You will see Dali’s melting clocks in his particularly famous painting: The Persistence of Memory, created in 1931. The work, Dali said, was designed “to systematize confusion and thus to help discredit completely the world of reality.”
As an artist, Dali said, he wanted “to bring the world of dreams, visions, and hypnagogic imagery to tangible, concrete reality.” These clocks of Dali’s have been much referenced in popular culture.
Of his melting timepieces, Dali said – with, perhaps, a surrealist wink: “The famous soft watches are nothing else than the tender, extravagant, solitary, paranoic-critical camembert of time and space.”
A collaboration between Dali and Walt Disney led to the creation of a short film.

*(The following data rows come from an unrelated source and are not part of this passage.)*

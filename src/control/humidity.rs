//! Humidity loop: hysteresis band around the setpoint.

use super::{ActuatorCommand, Commands, push_command};
use crate::app::ports::Actuator;

pub struct HumidityLoop {
    band: f32,
    on: bool,
}

impl HumidityLoop {
    /// `band` is the half-width of the dead zone in %RH.
    pub fn new(band: f32) -> Self {
        Self { band, on: false }
    }

    pub fn humidifier_on(&self) -> bool {
        self.on
    }

    pub(super) fn decide(&mut self, setpoint: f32, reading: Option<f32>, out: &mut Commands) {
        // No reading: keep whatever we were doing.
        let Some(rh) = reading else {
            return;
        };
        let want = if rh < setpoint - self.band {
            true
        } else if rh > setpoint + self.band {
            false
        } else {
            self.on
        };
        if want != self.on {
            self.on = want;
            push_command(out, ActuatorCommand { actuator: Actuator::Humidifier, on: want });
        }
    }

    pub(super) fn halt(&mut self, out: &mut Commands) {
        self.on = false;
        push_command(out, ActuatorCommand::off(Actuator::Humidifier));
    }
}
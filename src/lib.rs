//! Incubator control engine.
//!
//! Regulates temperature, humidity, CO2 and O2 in an incubation chamber
//! and runs its air-exchange pump.  The pure-logic modules are exposed
//! for integration testing; hardware lives behind the port traits in
//! [`app::ports`].

#![deny(unused_must_use)]

pub mod adapters;
pub mod app;
pub mod config;
pub mod control;
pub mod drivers;
pub mod error;
pub mod runtime;
pub mod safety;
pub mod scheduler;
//! Minimum spacing between injection sequences.

/// Tracks when the last sequence started and refuses a new one until
/// `duration_ms` has elapsed.
#[derive(Debug, Clone, Copy)]
pub struct CooldownTimer {
    duration_ms: u64,
    last_start_ms: Option<u64>,
}

impl CooldownTimer {
    pub const fn new(duration_ms: u64) -> Self {
        Self {
            duration_ms,
            last_start_ms: None,
        }
    }

    /// True if a new sequence may start at `now_ms`.
    pub fn ready(&self, now_ms: u64) -> bool {
        self.last_start_ms
            .is_none_or(|t| now_ms.saturating_sub(t) >= self.duration_ms)
    }

    /// Record a sequence start.
    pub fn mark(&mut self, now_ms: u64) {
        self.last_start_ms = Some(now_ms);
    }

    pub fn last_start(&self) -> Option<u64> {
        self.last_start_ms
    }

    /// Earliest time the next sequence may start, once one has run.
    pub fn until(&self) -> Option<u64> {
        self.last_start_ms.map(|t| t + self.duration_ms)
    }
}
//! Air pump: fixed on/off duty cycle, no sensor input.

use super::{ActuatorCommand, Commands, push_command};
use crate::app::ports::Actuator;

pub struct AirPumpLoop {
    on_ms: u64,
    off_ms: u64,
    /// Start of the current duty cycle; `None` while halted.
    cycle_start: Option<u64>,
    /// Time into the cycle at the last evaluation.
    last_elapsed: u64,
    on: bool,
}

impl AirPumpLoop {
    pub fn new(on_ms: u64, off_ms: u64) -> Self {
        Self {
            on_ms,
            off_ms,
            cycle_start: None,
            last_elapsed: 0,
            on: false,
        }
    }

    pub fn pump_on(&self) -> bool {
        self.on
    }

    fn period(&self) -> u64 {
        (self.on_ms + self.off_ms).max(1)
    }

    /// Next phase boundary while cycling.
    pub fn next_deadline(&self) -> Option<u64> {
        let start = self.cycle_start?;
        if self.off_ms == 0 {
            return None;
        }
        let period = self.period();
        let cycle_base = start + (self.last_elapsed / period) * period;
        if self.last_elapsed % period < self.on_ms {
            Some(cycle_base + self.on_ms)
        } else {
            Some(cycle_base + period)
        }
    }

    pub(super) fn decide(&mut self, now_ms: u64, out: &mut Commands) {
        let start = *self.cycle_start.get_or_insert(now_ms);
        self.phase_at(start, now_ms, out);
    }

    pub(super) fn poll(&mut self, now_ms: u64, out: &mut Commands) {
        if let Some(start) = self.cycle_start {
            self.phase_at(start, now_ms, out);
        }
    }

    pub(super) fn halt(&mut self, out: &mut Commands) {
        self.cycle_start = None;
        self.last_elapsed = 0;
        self.on = false;
        push_command(out, ActuatorCommand::off(Actuator::AirPump));
    }

    fn phase_at(&mut self, start: u64, now_ms: u64, out: &mut Commands) {
        let elapsed = now_ms.saturating_sub(start);
        let want = elapsed % self.period() < self.on_ms;
        self.last_elapsed = elapsed;
        if want != self.on {
            self.on = want;
            push_command(out, ActuatorCommand { actuator: Actuator::AirPump, on: want });
        }
    }
}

Destino, Dali said, is “a magical exposition of the problem of life in the labyrinth of time.” Walt put it in Disney terms: “just a simple story of a girl in search of her real love.”
Now, for Canada’s 150th birthday, Vancouver has our own melting clock Dali sculpture – Dance of Time 1 – on display at Hastings and Hornby for 150 days. It comes to us courtesy of Chali-Rosso Art Gallery, owned by Susanna Strem. This half-ton of pure bronze – cast in France in 1984 – is on loan to us until September. The Chali-Rosso Art Gallery has a gallery full of other Dali sculptures and artworks on display.
The ever-colourful Dali said: ‘At the age of six I wanted to be a cook. At seven I wanted to be Napoleon. And my ambition has been growing steadily ever since.’ Surely, Salvador would be gratified by the number of people from around the world who, with one glimpse at our temporary clock, know exactly who created it.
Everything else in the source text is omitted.